Page 2 of 2

Re: BSE stop with "Allocation of K_slk%blc failed"

Posted: Mon Aug 26, 2019 3:32 pm
by z.hooshmand
Dear Daniele,

Thanks for your reply. I have attached my report and log files to this post for you. Please let me know what I am missing.

For installing Yambo on the machine that I am using, I have followed these steps:
1. ./configure
2. make all

I don't know how to install it in parallel. Your help is very much appreciated.

Best,
Zahra
______________________
Zahra Hooshmand
University of Central Florida

Re: BSE stop with "Allocation of K_slk%blc failed"

Posted: Mon Aug 26, 2019 3:35 pm
by z.hooshmand
My apologies! The files were not attached. Here they are.

Zahra Hooshmand
University of Central Florida

Re: BSE stop with "Allocation of K_slk%blc failed"

Posted: Mon Aug 26, 2019 3:38 pm
by z.hooshmand
Zahra Hooshmand
University of Central Florida

Re: BSE stop with "Allocation of K_slk%blc failed"

Posted: Mon Aug 26, 2019 5:00 pm
by Daniele Varsano
Dear Zahra,
as you can see from the report, you have 16 cpus doing the same job (you can see all the information that yambo prints, repeated 16 times). This means that yambo has been compiled in serial. The reason is that weather you do not have the MPI module installed in your machine, or the mpi module have not been loaded before the configure, or the configure is not able to recognize the parallel compiler (usually mpif90, mpiifort) depending on what compiler you have installed in your machine.
In order to compile in parallel probably, you should instruct the configure where to find the MPI compiler. If you post the config.log file it can help to find the missing piece.

Best,
Daniele

Re: BSE stop with "Allocation of K_slk%blc failed"

Posted: Mon Aug 26, 2019 8:36 pm
by z.hooshmand
Dear Daniele,

I compiled yambo again making sure that the mpi module was loaded before configure. Here is the log file.
Please let me know if this is compiled in parallel.

Best,
Zahra Hooshmand
University of Central Florida

Re: BSE stop with "Allocation of K_slk%blc failed"

Posted: Mon Aug 26, 2019 10:55 pm
by z.hooshmand
Dear Daniele,

I believe the code is compiled in parallel. I started running it in parallel to get the absorption spectrum. I have attached my input file.
When examining the log files, while the first few steps take only a few seconds, the step in which the wf are used, takes several minutes and eventually the calculations stops. I have also attached one of log files.
I am using 4 nodes each with 16 cpus. So:

1. Why it takes so long in that step ()
2. why still in o-eps... file as well as o.eel... file only one line is printed? Is this related to 1? I have checked the energy range and energy steps so I have no idea why this step does not proceed.
3. For a system with the size of my system, what is your recommendation on number of processors? Is 64 cpus enough?
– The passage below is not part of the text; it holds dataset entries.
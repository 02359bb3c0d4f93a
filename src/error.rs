use std::io;
use std::path::PathBuf;

use thiserror::Error;

pub type Result<T> = ::std::result::Result<T, Error>;

/// Everything that can go wrong while building or rendering an automaton.
///
/// A missing transition during simulation is *not* an error, it is how an
/// automaton rejects.
#[derive(Debug, Error)]
pub enum Error {
    #[error("state `{0}` is declared more than once")]
    DuplicateState(String),

    #[error("symbol `{0}` is declared more than once")]
    DuplicateSymbol(String),

    #[error("the epsilon symbol `{0}` cannot be part of the alphabet")]
    EpsilonInAlphabet(String),

    #[error("state `{0}` is used but never declared")]
    UnknownState(String),

    #[error("symbol `{0}` is used but not part of the alphabet")]
    UnknownSymbol(String),

    #[error("no start state was given")]
    MissingStartState,

    #[error("a DFA cannot have epsilon transitions (from `{0}`)")]
    EpsilonInDfa(String),

    #[error("conflicting transitions from `{state}` on `{symbol}`: `{first}` and `{second}`")]
    ConflictingTransition {
        state: String,
        symbol: String,
        first: String,
        second: String,
    },

    #[error("invalid automaton description: {0}")]
    Config(#[from] serde_json::Error),

    #[error("failed to read `{path}`: {source}")]
    Read { path: PathBuf, source: io::Error },

    #[error("failed to write `{path}`: {source}")]
    Write { path: PathBuf, source: io::Error },

    #[error("could not run the graphviz `dot` executable: {0}")]
    Backend(io::Error),

    #[error("graphviz `dot` failed with {status}: {stderr}")]
    BackendFailed { status: String, stderr: String },
}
Thanks a lot for your help!
Best,
Zahra
___________________
Zahra Hooshmand
University of Central Florida

Re: BSE stop with "Allocation of K_slk%blc failed"

Posted: Tue Aug 27, 2019 8:34 am
by Daniele Varsano
Dear Zhara,
1. Why it takes so long in that step ()
Because your wfs are large, moreover they need a lot of memory (more than 8Gb per core):
from the l*:

Code: Select all

<01m-26s> P0001: [M  8.299 Gb] Alloc wf_disk ( 3.363)
then it stops as you are running out-of-memory.
2. why still in o-eps... file as well as o.eel... file only one line is printed?
Because the run stops and the calculation is not terminated correctly, actually the linear response calculation has not even started.
3. For a system with the size of my system, what is your recommendation on number of processors? Is 64 cpus enough?
You are running out of memory so you need to reduce the cpu per node accordingly to the available memory per node.
Also assigning more cpus to "v" and "c" instead of "k" will help in distributing the memory among cpus.

Best,
Daniele